• What needs to be done:
Give back all of the data, word for word.
Segment Open
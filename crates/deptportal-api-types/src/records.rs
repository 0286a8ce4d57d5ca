//! Email logs, important-data files and broadcast messages.

use serde::{Deserialize, Serialize};
use time::OffsetDateTime;

#[derive(Debug, Clone, PartialEq, Serialize, Deserialize)]
#[serde(rename_all = "camelCase")]
pub struct EmailLog {
    pub id: String,
    pub subject: String,
    #[serde(default)]
    pub recipients: Vec<String>,
    pub status: String,
    #[serde(with = "time::serde::rfc3339")]
    pub sent_at: OffsetDateTime,
}

#[derive(Debug, Clone, PartialEq, Serialize, Deserialize)]
#[serde(rename_all = "camelCase")]
pub struct ImportantData {
    pub id: String,
    pub title: String,
    pub file_url: String,
    #[serde(with = "time::serde::rfc3339")]
    pub uploaded_at: OffsetDateTime,
}

/// Audience of a broadcast.
#[derive(Debug, Clone, Copy, PartialEq, Eq, Hash, Serialize, Deserialize)]
#[serde(rename_all = "SCREAMING_SNAKE_CASE")]
pub enum Audience {
    All,
    Students,
    Faculty,
    Alumni,
}

/// Email plus notice fan-out, delivered by the server.
#[derive(Debug, Clone, PartialEq, Eq, Serialize, Deserialize)]
#[serde(rename_all = "camelCase")]
pub struct BroadcastRequest {
    pub subject: String,
    pub message: String,
    pub audience: Audience,
    /// Also publish the message as a notice.
    #[serde(default)]
    pub post_as_notice: bool,
}

#[derive(Debug, Clone, PartialEq, Eq, Serialize, Deserialize)]
#[serde(rename_all = "camelCase")]
pub struct BroadcastReceipt {
    pub queued: u32,
    #[serde(default)]
    pub notice_id: Option<String>,
}
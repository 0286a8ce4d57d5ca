//! Cache configuration.
//!
//! Resolved from the `[cache]` table of `deptportal.toml`,
//! `DEPTPORTAL__CACHE__*` or CLI overrides by the config layer.

use std::time::Duration;

const DEFAULT_KEEP_UNUSED_FOR_SECS: u64 = 60;
const DEFAULT_QUERY_RETRIES: u32 = 0;
const DEFAULT_RETRY_BASE_DELAY_MS: u64 = 250;
const MAX_QUERY_RETRIES: u32 = 10;

#[derive(Debug, Clone, PartialEq, Eq)]
pub struct CacheConfig {
    /// Grace period before an entry without subscribers is evicted.
    pub keep_unused_for_secs: u64,
    /// Extra attempts for GET queries after a network error or 5xx.
    pub query_retries: u32,
    /// Delay before the first retry; doubles on each attempt.
    pub retry_base_delay_ms: u64,
}

impl Default for CacheConfig {
    fn default() -> Self {
        Self {
            keep_unused_for_secs: DEFAULT_KEEP_UNUSED_FOR_SECS,
            query_retries: DEFAULT_QUERY_RETRIES,
            retry_base_delay_ms: DEFAULT_RETRY_BASE_DELAY_MS,
        }
    }
}

impl CacheConfig {
    pub fn keep_unused_for(&self) -> Duration {
        Duration::from_secs(self.keep_unused_for_secs)
    }

    /// Retry count clamped to a sane ceiling.
    pub fn effective_retries(&self) -> u32 {
        self.query_retries.min(MAX_QUERY_RETRIES)
    }

    /// Backoff before retry number `attempt` (zero-based).
    pub fn retry_delay(&self, attempt: u32) -> Duration {
        let factor = 1u64 << attempt.min(16);
        Duration::from_millis(self.retry_base_delay_ms.saturating_mul(factor))
    }
}

#[cfg(test)]
mod tests {
    use super::*;

    #[test]
    fn default_values() {
        let config = CacheConfig::default();
        assert_eq!(config.keep_unused_for(), Duration::from_secs(60));
        assert_eq!(config.query_retries, 0);
        assert_eq!(config.retry_base_delay_ms, 250);
    }

    #[test]
    fn backoff_doubles() {
        let config = CacheConfig {
            retry_base_delay_ms: 100,
            ..Default::default()
        };
        assert_eq!(config.retry_delay(0), Duration::from_millis(100));
        assert_eq!(config.retry_delay(1), Duration::from_millis(200));
        assert_eq!(config.retry_delay(3), Duration::from_millis(800));
    }

    #[test]
    fn retries_are_clamped() {
        let config = CacheConfig {
            query_retries: 1000,
            ..Default::default()
        };
        assert_eq!(config.effective_retries(), MAX_QUERY_RETRIES);
    }
}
Segment Closed
• Reply to the task:
filename crates/deptportal-api-types/src/records.rs
repository 0286a8ce4d57d5ca
//! Email logs, important-data files and broadcast messages.

use serde::{Deserialize, Serialize};
use time::OffsetDateTime;

#[derive(Debug, Clone, PartialEq, Serialize, Deserialize)]
#[serde(rename_all = "camelCase")]
pub struct EmailLog {
    pub id: String,
    pub subject: String,
    #[serde(default)]
    pub recipients: Vec<String>,
    pub status: String,
    #[serde(with = "time::serde::rfc3339")]
    pub sent_at: OffsetDateTime,
}

#[derive(Debug, Clone, PartialEq, Serialize, Deserialize)]
#[serde(rename_all = "camelCase")]
pub struct ImportantData {
    pub id: String,
    pub title: String,
    pub file_url: String,
    #[serde(with = "time::serde::rfc3339")]
    pub uploaded_at: OffsetDateTime,
}

/// Audience of a broadcast.
#[derive(Debug, Clone, Copy, PartialEq, Eq, Hash, Serialize, Deserialize)]
#[serde(rename_all = "SCREAMING_SNAKE_CASE")]
pub enum Audience {
    All,
    Students,
    Faculty,
    Alumni,
}

/// Email plus notice fan-out, delivered by the server.
#[derive(Debug, Clone, PartialEq, Eq, Serialize, Deserialize)]
#[serde(rename_all = "camelCase")]
pub struct BroadcastRequest {
    pub subject: String,
    pub message: String,
    pub audience: Audience,
    /// Also publish the message as a notice.
    #[serde(default)]
    pub post_as_notice: bool,
}

#[derive(Debug, Clone, PartialEq, Eq, Serialize, Deserialize)]
#[serde(rename_all = "camelCase")]
pub struct BroadcastReceipt {
    pub queued: u32,
    #[serde(default)]
    pub notice_id: Option<String>,
}
repository 0286a8ce4d57d5ca
//! Cache configuration.
//!
//! Resolved from the `[cache]` table of `deptportal.toml`,
//! `DEPTPORTAL__CACHE__*` or CLI overrides by the config layer.

use std::time::Duration;

const DEFAULT_KEEP_UNUSED_FOR_SECS: u64 = 60;
const DEFAULT_QUERY_RETRIES: u32 = 0;
const DEFAULT_RETRY_BASE_DELAY_MS: u64 = 250;
const MAX_QUERY_RETRIES: u32 = 10;

#[derive(Debug, Clone, PartialEq, Eq)]
pub struct CacheConfig {
    /// Grace period before an entry without subscribers is evicted.
    pub keep_unused_for_secs: u64,
    /// Extra attempts for GET queries after a network error or 5xx.
    pub query_retries: u32,
    /// Delay before the first retry; doubles on each attempt.
    pub retry_base_delay_ms: u64,
}

impl Default for CacheConfig {
    fn default() -> Self {
        Self {
            keep_unused_for_secs: DEFAULT_KEEP_UNUSED_FOR_SECS,
            query_retries: DEFAULT_QUERY_RETRIES,
            retry_base_delay_ms: DEFAULT_RETRY_BASE_DELAY_MS,
        }
    }
}

impl CacheConfig {
    pub fn keep_unused_for(&self) -> Duration {
        Duration::from_secs(self.keep_unused_for_secs)
    }

    /// Retry count clamped to a sane ceiling.
    pub fn effective_retries(&self) -> u32 {
        self.query_retries.min(MAX_QUERY_RETRIES)
    }

    /// Backoff before retry number `attempt` (zero-based).
    pub fn retry_delay(&self, attempt: u32) -> Duration {
        let factor = 1u64 << attempt.min(16);
        Duration::from_millis(self.retry_base_delay_ms.saturating_mul(factor))
    }
}

#[cfg(test)]
mod tests {
    use super::*;

    #[test]
    fn default_values() {
        let config = CacheConfig::default();
        assert_eq!(config.keep_unused_for(), Duration::from_secs(60));
        assert_eq!(config.query_retries, 0);
        assert_eq!(config.retry_base_delay_ms, 250);
    }

    #[test]
    fn backoff_doubles() {
        let config = CacheConfig {
            retry_base_delay_ms: 100,
            ..Default::default()
        };
        assert_eq!(config.retry_delay(0), Duration::from_millis(100));
        assert_eq!(config.retry_delay(1), Duration::from_millis(200));
        assert_eq!(config.retry_delay(3), Duration::from_millis(800));
    }

    #[test]
    fn retries_are_clamped() {
        let config = CacheConfig {
            query_retries: 1000,
            ..Default::default()
        };
        assert_eq!(config.effective_retries(), MAX_QUERY_RETRIES);
    }
}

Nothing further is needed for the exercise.